8 Growth Secrets I Learned from Reading Every Interview with Alex Schultz, VP of Growth at Facebook

Emily Bauer, Propeller CRM

22 July 2019

This is a guest post written by Emily Bauer of Propeller CRM.

One of the world’s top experts on growth wants business owners to know that growth is optional.

And yes, that should scare you a little. Especially because its advice coming straight from Alex Schultz. 

As VP of Growth at Facebook, Schultz knows a thing or two about growing a company. He knows what needs to happen for a product to take off and take hold in the market. More specifically, he knows that sustainable growth doesn’t happen by luck or magic – it’s something you must choose to strategically pursue. 

But if growth is optional, how can you make it a guaranteed outcome for your business? What steps can you take to opt-in to success? 

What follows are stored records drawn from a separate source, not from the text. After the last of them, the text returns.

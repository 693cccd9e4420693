//! Matrix programs.
//!
//! A program is a list of 32-bit little-endian words read from a data object
//! when the program is created. Opcodes are `u32`; numeric operands are `f32`
//! bit patterns; matrix-kind operands are `u32`. The accumulator starts at
//! identity and every instruction post-multiplies it.

use cgmath::{Matrix4, Rad, SquareMatrix, Vector3};

use super::matrix::{from_mat4, to_mat4};
use super::StoreError;
use crate::constants::MAX_PROGRAM_INSTRUCTIONS;
use crate::protocol::{Matrix, MatrixKind};

/// Opcode values.
pub mod opcode {
    /// Reset to identity.
    pub const IDENTITY: u32 = 1;
    /// Translate by x, y, z.
    pub const TRANSLATE: u32 = 2;
    /// Scale by x, y, z.
    pub const SCALE: u32 = 3;
    /// Rotate about X (radians).
    pub const ROTATE_X: u32 = 4;
    /// Rotate about Y (radians).
    pub const ROTATE_Y: u32 = 5;
    /// Rotate about Z (radians).
    pub const ROTATE_Z: u32 = 6;
    /// Replace with a system matrix.
    pub const LOAD_SYSTEM: u32 = 7;
    /// Multiply by a system matrix.
    pub const MUL_SYSTEM: u32 = 8;
}

/// One decoded instruction.
#[derive(Debug, Clone, Copy, PartialEq)]
pub enum Instruction {
    /// Reset to identity.
    Identity,
    /// Post-multiply a translation.
    Translate([f32; 3]),
    /// Post-multiply a non-uniform scale.
    Scale([f32; 3]),
    /// Post-multiply a rotation about X.
    RotateX(f32),
    /// Post-multiply a rotation about Y.
    RotateY(f32),
    /// Post-multiply a rotation about Z.
    RotateZ(f32),
    /// Replace the accumulator with a system matrix.
    LoadSystem(MatrixKind),
    /// Post-multiply a system matrix.
    MulSystem(MatrixKind),
}

/// A validated program.
#[derive(Debug, Clone, PartialEq)]
pub struct Program {
    /// Data object the code was read from.
    pub data: u32,
    instructions: Vec<Instruction>,
}

impl Program {
    /// Parse little-endian words.
    pub fn parse(data: u32, bytes: &[u8]) -> Result<Self, StoreError> {
        if bytes.len() % 4 != 0 {
            return Err(StoreError::invalid("program length is not a multiple of 4"));
        }
        let words: Vec<u32> = bytes
            .chunks_exact(4)
            .map(|w| u32::from_le_bytes([w[0], w[1], w[2], w[3]]))
            .collect();

        let mut instructions = Vec::new();
        let mut pc = 0;
        while pc < words.len() {
            if instructions.len() == MAX_PROGRAM_INSTRUCTIONS {
                return Err(StoreError::invalid(format!(
                    "program exceeds {MAX_PROGRAM_INSTRUCTIONS} instructions"
                )));
            }
            let op = words[pc];
            let arity = match op {
                opcode::IDENTITY => 0,
                opcode::TRANSLATE | opcode::SCALE => 3,
                opcode::ROTATE_X
                | opcode::ROTATE_Y
                | opcode::ROTATE_Z
                | opcode::LOAD_SYSTEM
                | opcode::MUL_SYSTEM => 1,
                other => {
                    return Err(StoreError::invalid(format!("unknown opcode {other} at word {pc}")))
                }
            };
            let Some(args) = words.get(pc + 1..pc + 1 + arity) else {
                return Err(StoreError::invalid(format!("opcode {op} truncated at word {pc}")));
            };
            let f = |i: usize| f32::from_bits(args[i]);
            let kind = |i: usize| {
                u8::try_from(args[i])
                    .ok()
                    .and_then(MatrixKind::from_wire)
                    .ok_or_else(|| StoreError::invalid(format!("invalid matrix kind {}", args[i])))
            };
            instructions.push(match op {
                opcode::IDENTITY => Instruction::Identity,
                opcode::TRANSLATE => Instruction::Translate([f(0), f(1), f(2)]),
                opcode::SCALE => Instruction::Scale([f(0), f(1), f(2)]),
                opcode::ROTATE_X => Instruction::RotateX(f(0)),
                opcode::ROTATE_Y => Instruction::RotateY(f(0)),
                opcode::ROTATE_Z => Instruction::RotateZ(f(0)),
                opcode::LOAD_SYSTEM => Instruction::LoadSystem(kind(0)?),
                _ => Instruction::MulSystem(kind(0)?),
            });
            pc += 1 + arity;
        }

        if instructions.is_empty() {
            return Err(StoreError::invalid("empty program"));
        }
        Ok(Self { data, instructions })
    }

    /// Decoded instructions.
    pub fn instructions(&self) -> &[Instruction] {
        &self.instructions
    }

    /// Evaluate, resolving system matrices through `system`.
    pub fn evaluate(&self, system: impl Fn(MatrixKind) -> Matrix) -> Matrix {
        let mut acc = Matrix4::<f32>::identity();
        for ins in &self.instructions {
            acc = match *ins {
                Instruction::Identity => Matrix4::identity(),
                Instruction::Translate(v) => acc * Matrix4::from_translation(Vector3::from(v)),
                Instruction::Scale([x, y, z]) => acc * Matrix4::from_nonuniform_scale(x, y, z),
                Instruction::RotateX(r) => acc * Matrix4::from_angle_x(Rad(r)),
                Instruction::RotateY(r) => acc * Matrix4::from_angle_y(Rad(r)),
                Instruction::RotateZ(r) => acc * Matrix4::from_angle_z(Rad(r)),
                Instruction::LoadSystem(kind) => to_mat4(&system(kind)),
                Instruction::MulSystem(kind) => acc * to_mat4(&system(kind)),
            };
        }
        from_mat4(acc)
    }
}

/// Assemble instructions into little-endian words.
pub fn assemble(instructions: &[Instruction]) -> Vec<u8> {
    let mut words: Vec<u32> = Vec::new();
    for ins in instructions {
        match *ins {
            Instruction::Identity => words.push(opcode::IDENTITY),
            Instruction::Translate(v) => {
                words.push(opcode::TRANSLATE);
                words.extend(v.iter().map(|x| x.to_bits()));
            }
            Instruction::Scale(v) => {
                words.push(opcode::SCALE);
                words.extend(v.iter().map(|x| x.to_bits()));
            }
            Instruction::RotateX(r) => words.extend([opcode::ROTATE_X, r.to_bits()]),
            Instruction::RotateY(r) => words.extend([opcode::ROTATE_Y, r.to_bits()]),
            Instruction::RotateZ(r) => words.extend([opcode::ROTATE_Z, r.to_bits()]),
            Instruction::LoadSystem(k) => words.extend([opcode::LOAD_SYSTEM, u32::from(k.to_wire())]),
            Instruction::MulSystem(k) => words.extend([opcode::MUL_SYSTEM, u32::from(k.to_wire())]),
        }
    }
    words.iter().flat_map(|w| w.to_le_bytes()).collect()
}

#[cfg(test)]
mod tests {
    use super::*;
    use crate::protocol::IDENTITY;

    fn approx(a: &Matrix, b: &Matrix) -> bool {
        a.iter().zip(b).all(|(x, y)| (x - y).abs() < 1e-5)
    }

    #[test]
    fn test_translate_then_scale() {
        let code = assemble(&[
            Instruction::Translate([1.0, 2.0, 3.0]),
            Instruction::Scale([2.0, 2.0, 2.0]),
        ]);
        let prog = Program::parse(5, &code).unwrap();
        let m = prog.evaluate(|_| IDENTITY);
        // Scale applies first to points, translation stays unscaled.
        assert_eq!(m[0], 2.0);
        assert_eq!(&m[12..15], &[1.0, 2.0, 3.0]);
    }

    #[test]
    fn test_system_matrix_lookup() {
        let mut head = IDENTITY;
        head[13] = 1.7;
        let code = assemble(&[Instruction::LoadSystem(MatrixKind::Head)]);
        let prog = Program::parse(1, &code).unwrap();
        let m = prog.evaluate(|k| if k == MatrixKind::Head { head } else { IDENTITY });
        assert!(approx(&m, &head));
    }

    #[test]
    fn test_rotation_quarter_turn() {
        let code = assemble(&[Instruction::RotateZ(std::f32::consts::FRAC_PI_2)]);
        let m = Program::parse(1, &code).unwrap().evaluate(|_| IDENTITY);
        // X axis maps onto Y.
        assert!((m[0]).abs() < 1e-5);
        assert!((m[1] - 1.0).abs() < 1e-5);
    }

    #[test]
    fn test_empty_program_rejected() {
        assert!(Program::parse(1, &[]).is_err());
    }

    #[test]
    fn test_unknown_opcode_rejected() {
        let code = 99u32.to_le_bytes();
        assert!(matches!(Program::parse(1, &code), Err(StoreError::InvalidRequest(_))));
    }

    #[test]
    fn test_truncated_operands_rejected() {
        let mut code = assemble(&[Instruction::Translate([1.0, 2.0, 3.0])]);
        code.truncate(12);
        assert!(Program::parse(1, &code).is_err());
    }

    #[test]
    fn test_invalid_matrix_kind_rejected() {
        let code: Vec<u8> = [opcode::LOAD_SYSTEM, 7].iter().flat_map(|w| w.to_le_bytes()).collect();
        assert!(Program::parse(1, &code).is_err());
    }

    #[test]
    fn test_instruction_limit() {
        let ok = assemble(&vec![Instruction::Identity; MAX_PROGRAM_INSTRUCTIONS]);
        assert_eq!(Program::parse(1, &ok).unwrap().instructions().len(), MAX_PROGRAM_INSTRUCTIONS);
        let too_many = assemble(&vec![Instruction::Identity; MAX_PROGRAM_INSTRUCTIONS + 1]);
        assert!(Program::parse(1, &too_many).is_err());
    }
}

To find the answers, I decided to study the advice of someone with plenty of real-world experience: Alex Schultz.

And in this article, I’ll share the biggest lessons and takeaways I learned from reading every interview with him. 

Ready? Here’s what I learned about growing a business from Alex Schultz. – a.k.a. how Facebook took over the world (and how your business can make an impact, too).

Retention is King

The core of Schultz’ advice is simple, but critical to remember at every step of your startup journey: “retention is the single most important thing for growth.”

If you have users trying your product or installing your app, but they don’t stick around or come back within a reasonable time frame, then there’s a mismatch between your product and your audience or the product isn’t ready to market.

Schultz emphasizes that retention is the result of “having a great idea and a great product to back up that idea, and great product-market fit.”

And in order to truly gauge whether a product has retention, you have to look at whether or not users who try the product continue to use it long-term. Schultz adds that you should normalize usage on a cohort basis to get an accurate picture of who is actually sticking around.

Product-Market Fit Before Growth

It’s one thing to say retention is the most important thing for startup growth, but it’s another to make it happen. The key to retention, according to Schultz? Product-market fit.

He says lack of product-market fit is the number one problem for struggling startups.

When you push out a product that your users don’t love or aren’t ready for, they won’t stick around long enough to experience its full potential. The secret is to build something that people want to use right now. You need to know the market well enough to offer the right product at the right time for the right customers.

Growth without product-market fit is not sustainable. Even if you spend a ton of time and money on marketing and gaining new customers, those users will either churn quickly or fail to convert at all.

So, in order to avoid crashing and burning, startups need to achieve product-market fit before focusing on growth. Only once you have true product-market fit and start to see retention should you switch gears to focus on growth.

A Growth Mindset Starts at the Top

As soon as you have proven retention, you can enter into a stage Schultz calls “operating for growth.” 

He explains that successful, sustainable growth requires buy-in from the whole team. Everyone from founders to developers to marketers to sales reps needs to take growth seriously and consider how their actions will contribute to the company’s potential to scale.

Schultz goes so far as to say, “Startups should not have growth teams. The whole company should be the growth team.”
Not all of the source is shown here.